§ **What you have to do**: Where the string "without" occurs in the material below, report the whole line.

§ **Input for this task**:
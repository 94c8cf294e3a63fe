//! Request enrichment
//!
//! Everything the tracking pipeline learns about a request beyond its path:
//! client address and headers, geolocation, and user agent facts.

pub mod geoip;
pub mod ip_api;
pub mod ip_extractor;
pub mod models;
pub mod resolver;
pub mod user_agent;

pub use geoip::{GeoError, GeoProvider, MaxMindProvider};
pub use ip_api::IpApiProvider;
pub use ip_extractor::{extract_client_ip, RequestContext};
pub use models::{DeviceType, GeoFacts, UaFacts};
pub use resolver::GeoResolver;
pub use user_agent::classify;
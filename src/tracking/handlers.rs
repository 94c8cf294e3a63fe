use axum::{
    extract::{
        rejection::{PathRejection, QueryRejection},
        ConnectInfo, Path, Query, State,
    },
    http::{header::HeaderMap, StatusCode, Uri},
    response::IntoResponse,
    Json,
};
use percent_encoding::percent_decode_str;
use serde::Serialize;
use std::borrow::Cow;
use std::collections::HashMap;
use std::net::SocketAddr;
use std::sync::Arc;

use super::engine::{ClickRequest, OpenRequest, TrackingEngine};
use super::response::{PixelResponse, RedirectResponse};
use crate::analytics::RequestContext;

type QueryParams = Result<Query<HashMap<String, String>>, QueryRejection>;

fn query_map(query: QueryParams) -> HashMap<String, String> {
    query.map(|Query(params)| params).unwrap_or_default()
}

/// Pixel addressed by the `id` query parameter (`/track`, `/pixel`)
pub async fn track_open(
    State(engine): State<Arc<TrackingEngine>>,
    ConnectInfo(addr): ConnectInfo<SocketAddr>,
    headers: HeaderMap,
    query: QueryParams,
) -> PixelResponse {
    let request = OpenRequest::from_query(None, &query_map(query));
    let ctx = RequestContext::from_parts(&headers, addr);
    engine.handle_open(request, &ctx).await
}

/// Pixel addressed by path (`/t/{track_id}`)
pub async fn track_open_by_path(
    State(engine): State<Arc<TrackingEngine>>,
    path: Result<Path<String>, PathRejection>,
    ConnectInfo(addr): ConnectInfo<SocketAddr>,
    headers: HeaderMap,
    query: QueryParams,
) -> PixelResponse {
    let path_id = path.ok().map(|Path(id)| id);
    let request = OpenRequest::from_query(path_id.as_deref(), &query_map(query));
    let ctx = RequestContext::from_parts(&headers, addr);
    engine.handle_open(request, &ctx).await
}

/// `(track_id, target)` from `/<prefix>/{track_id}/{*target}`, decoded
/// lossily so a malformed escape never rejects the request.
fn click_path_params(path: &str) -> (Cow<'_, str>, Cow<'_, str>) {
    let mut segments = path.trim_start_matches('/').splitn(3, '/').skip(1);
    let track_id = segments.next().unwrap_or_default();
    let target = segments.next().unwrap_or_default();
    (
        percent_decode_str(track_id).decode_utf8_lossy(),
        percent_decode_str(target).decode_utf8_lossy(),
    )
}

/// Record the click and redirect to the decoded target
pub async fn track_click(
    State(engine): State<Arc<TrackingEngine>>,
    uri: Uri,
    ConnectInfo(addr): ConnectInfo<SocketAddr>,
    headers: HeaderMap,
    query: QueryParams,
) -> RedirectResponse {
    let (track_id, target_url) = click_path_params(uri.path());
    let request = ClickRequest::new(&track_id, &target_url, &query_map(query));
    let ctx = RequestContext::from_parts(&headers, addr);
    engine.handle_click(request, &ctx).await
}

pub async fn favicon() -> StatusCode {
    StatusCode::NO_CONTENT
}

#[derive(Serialize)]
pub struct HealthResponse {
    status: &'static str,
}

pub async fn health_check() -> impl IntoResponse {
    Json(HealthResponse { status: "OK" })
}

#[cfg(test)]
mod tests {
    use super::*;

    #[test]
    fn test_click_path_params() {
        let (id, target) = click_path_params("/click/mail-1/https%3A%2F%2Fexample.com%2Fa/b");
        assert_eq!(id, "mail-1");
        assert_eq!(target, "https://example.com/a/b");

        let (id, target) = click_path_params("/c/ab%FFc/example.com%C3%28");
        assert_eq!(id, "ab\u{FFFD}c");
        assert_eq!(target, "example.com\u{FFFD}(");

        let (id, target) = click_path_params("/click");
        assert_eq!(id, "");
        assert_eq!(target, "");
    }
}
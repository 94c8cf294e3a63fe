use axum::{
    extract::{rejection::QueryRejection, Query, Request},
    http::{HeaderMap, StatusCode},
    middleware::Next,
    response::{IntoResponse, Response},
    Json,
};
use serde_json::json;
use std::collections::HashMap;
use subtle::ConstantTimeEq;

pub const API_KEY_HEADER: &str = "X-API-Key";
pub const API_KEY_PARAM: &str = "api_key";

pub struct AuthService {
    enabled: bool,
    api_key: Option<String>,
}

impl AuthService {
    pub fn new(enabled: bool, api_key: Option<String>) -> Self {
        Self { enabled, api_key }
    }

    pub fn validate_key(&self, key: &str) -> bool {
        if !self.enabled {
            return true;
        }

        // Enabled without a configured key admits nobody
        match self.api_key.as_deref() {
            Some(expected) => bool::from(expected.as_bytes().ct_eq(key.as_bytes())),
            None => false,
        }
    }
}

pub async fn auth_middleware(
    auth_service: std::sync::Arc<AuthService>,
    headers: HeaderMap,
    query: Result<Query<HashMap<String, String>>, QueryRejection>,
    request: Request,
    next: Next,
) -> Response {
    let from_header = headers
        .get(API_KEY_HEADER)
        .and_then(|h| h.to_str().ok())
        .filter(|key| !key.is_empty())
        .map(str::to_string);
    let api_key = from_header
        .or_else(|| {
            query
                .ok()
                .and_then(|Query(mut params)| params.remove(API_KEY_PARAM))
        })
        .unwrap_or_default();

    if auth_service.validate_key(&api_key) {
        next.run(request).await
    } else {
        (
            StatusCode::UNAUTHORIZED,
            Json(json!({ "error": "Unauthorized" })),
        )
            .into_response()
    }
}
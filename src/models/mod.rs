mod track;

pub use track::{
    ClickEvent, DimensionCount, EmailContext, GeoCacheEntry, NewClick, TrackDimension, TrackHit,
    TrackIdentity, TrackSnapshot, TrackSummary,
};
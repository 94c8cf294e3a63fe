//! Table layout shared by the SQL backends
//!
//! The enrichment snapshot has three dozen columns; listing them once here
//! keeps the CREATE/INSERT/ALTER statements of both dialects in step with
//! `bind_snapshot!`.

#[derive(Debug, Clone, Copy, PartialEq, Eq)]
pub(crate) enum ColumnKind {
    Text,
    Real,
    Bool,
}

/// Snapshot columns of `tracks`, in bind order. Must match `bind_snapshot!`.
pub(crate) const SNAPSHOT_COLUMNS: &[(&str, ColumnKind)] = &[
    ("campaign_id", ColumnKind::Text),
    ("label", ColumnKind::Text),
    ("sender", ColumnKind::Text),
    ("recipient", ColumnKind::Text),
    ("subject", ColumnKind::Text),
    ("sent_at", ColumnKind::Text),
    ("ip_address", ColumnKind::Text),
    ("country", ColumnKind::Text),
    ("region", ColumnKind::Text),
    ("city", ColumnKind::Text),
    ("latitude", ColumnKind::Real),
    ("longitude", ColumnKind::Real),
    ("timezone", ColumnKind::Text),
    ("isp", ColumnKind::Text),
    ("org", ColumnKind::Text),
    ("asn", ColumnKind::Text),
    ("user_agent", ColumnKind::Text),
    ("browser", ColumnKind::Text),
    ("browser_version", ColumnKind::Text),
    ("os", ColumnKind::Text),
    ("os_version", ColumnKind::Text),
    ("device_type", ColumnKind::Text),
    ("device_brand", ColumnKind::Text),
    ("is_mobile", ColumnKind::Bool),
    ("is_bot", ColumnKind::Bool),
    ("referer", ColumnKind::Text),
    ("accept_language", ColumnKind::Text),
    ("accept_encoding", ColumnKind::Text),
    ("accept_header", ColumnKind::Text),
    ("connection_type", ColumnKind::Text),
    ("do_not_track", ColumnKind::Text),
    ("cache_control", ColumnKind::Text),
    ("sec_ch_ua", ColumnKind::Text),
    ("sec_ch_ua_mobile", ColumnKind::Text),
    ("sec_ch_ua_platform", ColumnKind::Text),
];

/// Binds every `TrackSnapshot` field in `SNAPSHOT_COLUMNS` order
macro_rules! bind_snapshot {
    ($query:expr, $snapshot:expr) => {{
        let s = $snapshot;
        $query
            .bind(s.campaign_id.as_deref())
            .bind(s.label.as_deref())
            .bind(s.sender.as_deref())
            .bind(s.recipient.as_deref())
            .bind(s.subject.as_deref())
            .bind(s.sent_at.as_deref())
            .bind(s.ip_address.as_deref())
            .bind(s.country.as_deref())
            .bind(s.region.as_deref())
            .bind(s.city.as_deref())
            .bind(s.latitude)
            .bind(s.longitude)
            .bind(s.timezone.as_deref())
            .bind(s.isp.as_deref())
            .bind(s.org.as_deref())
            .bind(s.asn.as_deref())
            .bind(s.user_agent.as_deref())
            .bind(s.browser.as_deref())
            .bind(s.browser_version.as_deref())
            .bind(s.os.as_deref())
            .bind(s.os_version.as_deref())
            .bind(s.device_type.as_deref())
            .bind(s.device_brand.as_deref())
            .bind(s.is_mobile)
            .bind(s.is_bot)
            .bind(s.referer.as_deref())
            .bind(s.accept_language.as_deref())
            .bind(s.accept_encoding.as_deref())
            .bind(s.accept_header.as_deref())
            .bind(s.connection_type.as_deref())
            .bind(s.do_not_track.as_deref())
            .bind(s.cache_control.as_deref())
            .bind(s.sec_ch_ua.as_deref())
            .bind(s.sec_ch_ua_mobile.as_deref())
            .bind(s.sec_ch_ua_platform.as_deref())
    }};
}

pub(crate) use bind_snapshot;

const CLICK_COLUMNS: &[&str] = &[
    "timestamp",
    "track_id",
    "campaign_id",
    "link_id",
    "target_url",
    "ip_address",
    "country",
    "city",
    "user_agent",
    "browser",
    "os",
    "device_type",
    "referer",
];

pub(crate) const INDEX_STATEMENTS: &[&str] = &[
    "CREATE INDEX IF NOT EXISTS idx_track_id ON tracks(track_id)",
    "CREATE INDEX IF NOT EXISTS idx_last_seen ON tracks(last_seen)",
    "CREATE INDEX IF NOT EXISTS idx_country ON tracks(country)",
    "CREATE INDEX IF NOT EXISTS idx_device ON tracks(device_type)",
    "CREATE INDEX IF NOT EXISTS idx_clicks_track ON clicks(track_id)",
];

#[derive(Debug, Clone, Copy, PartialEq, Eq)]
pub(crate) enum Dialect {
    Sqlite,
    Postgres,
}

impl Dialect {
    fn placeholders(self, count: usize) -> String {
        (1..=count)
            .map(|n| match self {
                Dialect::Sqlite => "?".to_string(),
                Dialect::Postgres => format!("${n}"),
            })
            .collect::<Vec<_>>()
            .join(", ")
    }

    pub(crate) fn column_type(self, kind: ColumnKind) -> &'static str {
        match (self, kind) {
            (_, ColumnKind::Text) => "TEXT",
            (Dialect::Sqlite, ColumnKind::Real) => "REAL",
            (Dialect::Postgres, ColumnKind::Real) => "DOUBLE PRECISION",
            (_, ColumnKind::Bool) => "BOOLEAN",
        }
    }

    fn id_column(self) -> &'static str {
        match self {
            Dialect::Sqlite => "id INTEGER PRIMARY KEY AUTOINCREMENT",
            Dialect::Postgres => "id BIGSERIAL PRIMARY KEY",
        }
    }

    fn integer(self) -> &'static str {
        match self {
            Dialect::Sqlite => "INTEGER",
            Dialect::Postgres => "BIGINT",
        }
    }

    fn greatest(self) -> &'static str {
        match self {
            Dialect::Sqlite => "MAX",
            Dialect::Postgres => "GREATEST",
        }
    }

    pub(crate) fn create_tracks_sql(self) -> String {
        let int = self.integer();
        let snapshot = SNAPSHOT_COLUMNS
            .iter()
            .map(|(name, kind)| format!("{name} {}", self.column_type(*kind)))
            .collect::<Vec<_>>()
            .join(",\n    ");

        format!(
            "CREATE TABLE IF NOT EXISTS tracks (
    {},
    track_id TEXT NOT NULL UNIQUE,
    {snapshot},
    open_count {int} NOT NULL DEFAULT 0,
    click_count {int} NOT NULL DEFAULT 0,
    first_seen {int} NOT NULL,
    last_seen {int} NOT NULL
)",
            self.id_column()
        )
    }

    pub(crate) fn create_clicks_sql(self) -> String {
        format!(
            "CREATE TABLE IF NOT EXISTS clicks (
    {},
    timestamp {} NOT NULL,
    track_id TEXT NOT NULL,
    campaign_id TEXT,
    link_id TEXT NOT NULL,
    target_url TEXT NOT NULL,
    ip_address TEXT,
    country TEXT,
    city TEXT,
    user_agent TEXT,
    browser TEXT,
    os TEXT,
    device_type TEXT,
    referer TEXT
)",
            self.id_column(),
            self.integer()
        )
    }

    pub(crate) fn create_geo_cache_sql(self) -> String {
        format!(
            "CREATE TABLE IF NOT EXISTS geo_cache (
    ip_address TEXT PRIMARY KEY,
    data TEXT NOT NULL,
    cached_at {} NOT NULL
)",
            self.integer()
        )
    }

    /// Insert-or-increment keyed by `track_id`. The enrichment snapshot is
    /// only written by the insert arm.
    pub(crate) fn upsert_track_sql(self) -> String {
        let snapshot_names = SNAPSHOT_COLUMNS
            .iter()
            .map(|(name, _)| *name)
            .collect::<Vec<_>>()
            .join(", ");
        let binds = SNAPSHOT_COLUMNS.len() + 5;

        format!(
            "INSERT INTO tracks (track_id, {snapshot_names}, open_count, click_count, first_seen, last_seen)
VALUES ({})
ON CONFLICT (track_id) DO UPDATE SET
    open_count = tracks.open_count + excluded.open_count,
    click_count = tracks.click_count + excluded.click_count,
    last_seen = {}(tracks.last_seen, excluded.last_seen)
RETURNING *",
            self.placeholders(binds),
            self.greatest()
        )
    }

    pub(crate) fn insert_click_sql(self) -> String {
        format!(
            "INSERT INTO clicks ({})
VALUES ({})
RETURNING *",
            CLICK_COLUMNS.join(", "),
            self.placeholders(CLICK_COLUMNS.len())
        )
    }

    pub(crate) fn add_column_sql(self, name: &str, kind: ColumnKind) -> String {
        let guard = match self {
            Dialect::Sqlite => "",
            Dialect::Postgres => "IF NOT EXISTS ",
        };
        format!(
            "ALTER TABLE tracks ADD COLUMN {guard}{name} {}",
            self.column_type(kind)
        )
    }

    pub(crate) fn group_counts_sql(self, column: &str) -> String {
        let limit = match self {
            Dialect::Sqlite => "?",
            Dialect::Postgres => "$1",
        };
        format!(
            "SELECT COALESCE({column}, 'Unknown') AS value, COUNT(*) AS count
FROM tracks
GROUP BY 1
ORDER BY 2 DESC, 1
LIMIT {limit}"
        )
    }
}

#[cfg(test)]
mod tests {
    use super::*;

    #[test]
    fn test_upsert_has_one_placeholder_per_column() {
        let sql = Dialect::Postgres.upsert_track_sql();
        assert!(sql.contains("$40"));
        assert!(!sql.contains("$41"));
        assert_eq!(SNAPSHOT_COLUMNS.len(), 35);

        let sqlite = Dialect::Sqlite.upsert_track_sql();
        assert_eq!(sqlite.matches('?').count(), 40);
        assert!(sqlite.contains("MAX(tracks.last_seen"));
    }

    #[test]
    fn test_postgres_types() {
        let sql = Dialect::Postgres.create_tracks_sql();
        assert!(sql.contains("latitude DOUBLE PRECISION"));
        assert!(sql.contains("open_count BIGINT"));
        assert!(sql.contains("id BIGSERIAL PRIMARY KEY"));
    }

    #[test]
    fn test_add_column_guard() {
        assert_eq!(
            Dialect::Sqlite.add_column_sql("org", ColumnKind::Text),
            "ALTER TABLE tracks ADD COLUMN org TEXT"
        );
        assert_eq!(
            Dialect::Postgres.add_column_sql("is_bot", ColumnKind::Bool),
            "ALTER TABLE tracks ADD COLUMN IF NOT EXISTS is_bot BOOLEAN"
        );
    }

    #[test]
    fn test_click_insert_placeholders() {
        let sql = Dialect::Postgres.insert_click_sql();
        assert!(sql.contains("$13"));
        assert!(!sql.contains("$14"));
    }
}
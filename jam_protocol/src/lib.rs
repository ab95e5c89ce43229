// jam_protocol — wire protocol for Pomodoro Jam shared-timer sessions.
//
// This crate defines the message vocabulary and shared data types exchanged
// between jam clients through the third-party relay. It has no networking or
// timer logic; `jam_sync` drives it.
//
// Module overview:
// - `types.rs`:    Identifiers (`ParticipantId`, `SessionCode`), roster entries
//                  (`Participant`), the mirrored `Session`, `ConnectionState`,
//                  and `ControlAction`.
// - `message.rs`:  The `JamMessage` envelope and the closed `MessageBody` enum,
//                  one variant per wire `type`.
// - `codec.rs`:    JSON text encoding for one WebSocket frame per message,
//                  with a size guard on decode.
//
// Design decisions:
// - **JSON text frames.** The relay is a hosted WebSocket service that other
//   (non-Rust) clients also talk to, so the field names and tags are fixed by
//   the existing wire format: kebab-case tags, camelCase fields.
// - **Timer state as opaque JSON.** The protocol never inspects snapshots, which
//   keeps this crate independent of any particular timer implementation.

pub mod codec;
pub mod message;
pub mod types;

pub use codec::{CodecError, MAX_MESSAGE_LEN, decode, encode};
pub use message::{JamMessage, MessageBody};
pub use types::{ConnectionState, ControlAction, Participant, ParticipantId, Session, SessionCode};
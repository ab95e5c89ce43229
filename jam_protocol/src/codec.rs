// Text encoding for `JamMessage`.
//
// The relay carries WebSocket text frames, so there is no length framing:
// one frame is one JSON object. `decode` is the single entry point for
// untrusted relay input. It rejects oversized frames before parsing and
// reports every failure as a `CodecError` so callers can drop the frame
// without inspecting why.

use thiserror::Error;

use crate::message::JamMessage;

/// Largest frame `decode` will parse (1 MB). Timer snapshots are a few
/// hundred bytes; rosters grow linearly with participants.
pub const MAX_MESSAGE_LEN: usize = 1024 * 1024;

#[derive(Debug, Error)]
pub enum CodecError {
    #[error("message too large: {len} bytes (max {MAX_MESSAGE_LEN})")]
    TooLarge { len: usize },
    #[error("malformed message: {0}")]
    Malformed(#[from] serde_json::Error),
}

/// Serialize a message into one text frame.
pub fn encode(message: &JamMessage) -> Result<String, CodecError> {
    Ok(serde_json::to_string(message)?)
}

/// Parse one text frame. Fails on oversized input, invalid JSON, missing
/// fields, and unknown `type` tags.
pub fn decode(text: &str) -> Result<JamMessage, CodecError> {
    if text.len() > MAX_MESSAGE_LEN {
        return Err(CodecError::TooLarge { len: text.len() });
    }
    Ok(serde_json::from_str(text)?)
}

§ **Problem solution**:
        // Enabled without a configured key admits nobody
// without inspecting why.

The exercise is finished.